Seit Anfang 2001 sind mittlerweile 30 große Telekommunikationsunternehmen Pleite gegangen. Das Unternehmen Worldcom etwa legte im vergangenen Sommer die bis dahin größte Firmenpleite in den USA hin. In Europa kämpfen die müden Riesen Deutsche Telekom und France Télécom mit schlechten Ergebnissen und Schuldengebirgen. Die Investitionen sind rückläufig, die Mobilfunkunternehmen strecken ihre Ausgaben für den Aufbau der Mobilfunknetze der dritten Generation soweit es die UMTS-Lizenzregeln in den jeweiligen Ländern zulassen. Die Netzwerkausrüster sind davon schwer getroffen, Ericsson, Siemens, Lucent oder Nortel [Link entfernt] befinden sich auf einer Rutschbahn, deren Ende längst nicht abzusehen ist.

Die Infrastrukturausrüster haben zu lange auf reine Netzwerktechnologie gesetzt - davon gibt es derzeit mehr als genug. Für die klammen Netzbetreiber spricht nichts dagegen, ihre bereits vorhandenen Netze weiter zu betreiben und zu optimieren. Chancen haben nun die Unternehmen, die rechtzeitig auf Kompetenz in Datenkommunikation gesetzt haben. Der überdurchschnittliche Wachstum bei WLAN zeigt in diese Richtung.

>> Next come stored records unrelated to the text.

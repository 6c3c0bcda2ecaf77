// src/retention/policy.rs
//
// Name-list policies and the match strategies they use.

use crate::similarity::similarity;
use serde::Deserialize;

/// How a candidate string is compared against a list of protected names.
///
/// Deserialized from the `method` key, ignoring case; any other value is
/// rejected while the configuration is parsed.
#[derive(Debug, Clone, Copy, PartialEq, Deserialize)]
#[serde(try_from = "RawMatchMethod")]
pub enum MatchMethod {
    /// Some protected name contains the candidate (case-insensitive).
    Contains,
    /// Some protected name scores at least `threshold` similarity (0-100).
    Levenshtein { threshold: f64 },
    /// Either of the above; containment is checked first.
    Both { threshold: f64 },
}

/// `method` and `threshold` as written in the policy table.
#[derive(Debug, Deserialize)]
struct RawMatchMethod {
    method: String,
    threshold: Option<f64>,
}

impl TryFrom<RawMatchMethod> for MatchMethod {
    type Error = String;

    fn try_from(raw: RawMatchMethod) -> Result<Self, Self::Error> {
        let threshold = || {
            raw.threshold
                .ok_or_else(|| format!("method `{}` requires a threshold", raw.method))
        };
        match raw.method.to_lowercase().as_str() {
            "contains" => Ok(MatchMethod::Contains),
            "levenshtein" => Ok(MatchMethod::Levenshtein {
                threshold: threshold()?,
            }),
            "both" => Ok(MatchMethod::Both {
                threshold: threshold()?,
            }),
            _ => Err(format!(
                "unknown match method `{}`, expected one of contains, levenshtein, both",
                raw.method
            )),
        }
    }
}

impl MatchMethod {
    pub fn matches(&self, candidate: &str, names: &[String]) -> bool {
        match *self {
            MatchMethod::Contains => matches_contains(candidate, names),
            MatchMethod::Levenshtein { threshold } => {
                matches_levenshtein(candidate, names, threshold)
            }
            MatchMethod::Both { threshold } => {
                matches_contains(candidate, names)
                    || matches_levenshtein(candidate, names, threshold)
            }
        }
    }

    pub fn threshold(&self) -> Option<f64> {
        match *self {
            MatchMethod::Contains => None,
            MatchMethod::Levenshtein { threshold } | MatchMethod::Both { threshold } => {
                Some(threshold)
            }
        }
    }
}

/// True if any name, lowercased, contains the lowercased candidate.
///
/// The direction is name-contains-candidate: "Team Fortress 2" in the list
/// protects the candidate "fortress", but "Fortress" in the list does not
/// protect the candidate "Team Fortress 2".
pub fn matches_contains(candidate: &str, names: &[String]) -> bool {
    let candidate = candidate.to_lowercase();
    names
        .iter()
        .any(|name| name.to_lowercase().contains(&candidate))
}

/// True if any name is at least `threshold` similar to the candidate.
pub fn matches_levenshtein(candidate: &str, names: &[String], threshold: f64) -> bool {
    names
        .iter()
        .any(|name| similarity(name, candidate) >= threshold)
}

/// Protects items by the name of the game they belong to.
#[derive(Debug, Clone, PartialEq, Deserialize)]
pub struct GamePolicy {
    #[serde(flatten)]
    pub method: MatchMethod,
    #[serde(default)]
    pub names: Vec<String>,
}

impl GamePolicy {
    pub fn new(method: MatchMethod, names: Vec<String>) -> Self {
        Self { method, names }
    }

    pub fn matches(&self, game_name: &str) -> bool {
        self.method.matches(game_name, &self.names)
    }
}

/// Protects items by display name, and optionally by long type line.
#[derive(Debug, Clone, PartialEq, Deserialize)]
pub struct ItemPolicy {
    #[serde(flatten)]
    pub method: MatchMethod,
    #[serde(default)]
    pub names: Vec<String>,
    /// Also match the policy against the item's long type line
    #[serde(default)]
    pub include_type_search: bool,
}

impl ItemPolicy {
    pub fn new(method: MatchMethod, names: Vec<String>, include_type_search: bool) -> Self {
        Self {
            method,
            names,
            include_type_search,
        }
    }

    pub fn matches(&self, candidate: &str) -> bool {
        self.method.matches(candidate, &self.names)
    }
}

#[cfg(test)]
mod tests {
    use super::*;

    fn names(list: &[&str]) -> Vec<String> {
        list.iter().map(|s| s.to_string()).collect()
    }

    #[test]
    fn test_contains_direction_is_name_contains_candidate() {
        let protected = names(&["Team Fortress 2"]);
        assert!(matches_contains("fortress", &protected));
        assert!(matches_contains("TEAM FORTRESS 2", &protected));

        // The reverse direction does not match
        let protected = names(&["Fortress"]);
        assert!(!matches_contains("Team Fortress 2", &protected));
    }

    #[test]
    fn test_contains_empty_list() {
        assert!(!matches_contains("anything", &[]));
    }

    #[test]
    fn test_levenshtein_threshold() {
        let protected = names(&["Team Fortress 2"]);
        let method = MatchMethod::Levenshtein { threshold: 90.0 };
        assert!(method.matches("Team Fortress2", &protected));

        let protected = names(&["Bar"]);
        assert!(!method.matches("Foo", &protected));
    }

    #[test]
    fn test_levenshtein_threshold_is_inclusive() {
        let protected = names(&["abcd"]);
        // 1 edit over 4 chars = 75
        assert!(matches_levenshtein("abce", &protected, 75.0));
        assert!(!matches_levenshtein("abce", &protected, 75.1));
    }

    #[test]
    fn test_both_is_either() {
        let protected = names(&["Portal 2", "Half-Life"]);
        let threshold = 80.0;
        let both = MatchMethod::Both { threshold };

        for candidate in ["portal", "Half Life", "Portal 3", "Dota 2", "Half-Life", "x"] {
            let either = matches_contains(candidate, &protected)
                || matches_levenshtein(candidate, &protected, threshold);
            assert_eq!(both.matches(candidate, &protected), either, "{}", candidate);
        }
    }

    #[test]
    fn test_threshold_accessor() {
        assert_eq!(MatchMethod::Contains.threshold(), None);
        assert_eq!(MatchMethod::Both { threshold: 42.0 }.threshold(), Some(42.0));
    }

    #[test]
    fn test_deserialize_policies() {
        let game: GamePolicy = toml::from_str(
            r#"
            method = "levenshtein"
            threshold = 85
            names = ["Dota 2"]
            "#,
        )
        .unwrap();
        assert_eq!(game.method, MatchMethod::Levenshtein { threshold: 85.0 });
        assert_eq!(game.names, vec!["Dota 2"]);

        let item: ItemPolicy = toml::from_str(
            r#"
            method = "contains"
            names = ["Gems"]
            include_type_search = true
            "#,
        )
        .unwrap();
        assert_eq!(item.method, MatchMethod::Contains);
        assert!(item.include_type_search);
    }

    #[test]
    fn test_unknown_method_is_rejected() {
        let parsed: Result<GamePolicy, _> = toml::from_str(
            r#"
            method = "fuzzy"
            names = ["Dota 2"]
            "#,
        );
        assert!(parsed.is_err());
    }

    #[test]
    fn test_levenshtein_requires_threshold() {
        let parsed: Result<GamePolicy, _> = toml::from_str(
            r#"
            method = "both"
            names = ["Dota 2"]
            "#,
        );
        assert!(parsed.is_err());
    }

    #[test]
    fn test_method_names_ignore_case() {
        let game: GamePolicy = toml::from_str(
            r#"
            method = "Both"
            threshold = 90
            names = ["Dota 2"]
            "#,
        )
        .unwrap();
        assert_eq!(game.method, MatchMethod::Both { threshold: 90.0 });

        let game: GamePolicy = toml::from_str(
            r#"
            method = "Levenshtein"
            threshold = 75.5
            "#,
        )
        .unwrap();
        assert_eq!(game.method, MatchMethod::Levenshtein { threshold: 75.5 });
        assert!(game.names.is_empty());

        let item: ItemPolicy = toml::from_str(r#"method = "CONTAINS""#).unwrap();
        assert_eq!(item.method, MatchMethod::Contains);
    }
}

Die Netzbetreiber müssen sich umstellen: Die Kunden interessieren sich nicht für das Netz an sich, sondern für Komplett-Lösungen, die ihre Wünsche und Bedürfnisse abdecken. Technologische Lösungen haben deshalb keinen Wert an sich, sondern nur den, den die Kunden durch überzeugende Anwendungsmöglichkeiten darin erkennen. Die Kunden werden nur einfache, konsistente Lösungen, mit denen sie ihre Geschäftsprozesse optimieren und ihren Alltag besser organisieren können, als klaren Mehrwert anerkennen. Verschiedene Marktstudien wiesen darauf hin, dass gerade Mobilfunkkunden, mit dem, was die Technik aktuell bietet, sehr zufrieden sind. An technischem Schnickschnack, der über das Telefonieren und den Nachrichtenversand hinausgeht, sind nur Minderheiten interessiert.

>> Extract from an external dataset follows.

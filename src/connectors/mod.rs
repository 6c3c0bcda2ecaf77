// src/connectors/mod.rs

pub mod steam;

pub use steam::{SteamCommunity, SteamCredentials};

Deshalb wird es nicht mehr ausreichen, dass Netzbetreiber wie bisher nur Anschlüsse vermitteln. Sie werden näher an den Kunden rücken und zunehmend individuelle Lösungen anbieten müssen. Gerade bei den hochpreisigen UMTS-Produkten werden sich Kunden nichts verkaufen lassen, was sie nicht wirklich haben wollen.

Ein Wachstumsmarkt, der weniger spektakulär, dafür aber essentiell ist, ist der Bereich der Telekommunikationssoftware. Die Unternehmensberatung Frost & Sullivan hat gestern eine Analyse vorgelegt, derzufolge dieses Geschäftsfeld trotz der derzeitigen Krise wächst. Für Softwarelizenzen, Outsourcing und Dienstleistungen haben die Telekommunikationsunternehmen im letzten Jahr weltweit mehr als 18 Milliarden Dollar ausgegeben. Wenn die In-house entwickelten Lösungen, Betriebskosten und die Systemintegration eingerechnet werden, kommt man auf ein Gesamtvolumen von ungefähr 100 Milliarden Dollar in diesem Markt. Das wichtigste Teilsegment mit einem Umsatzanteil von 32 Prozent war 2002 die Billing-Software.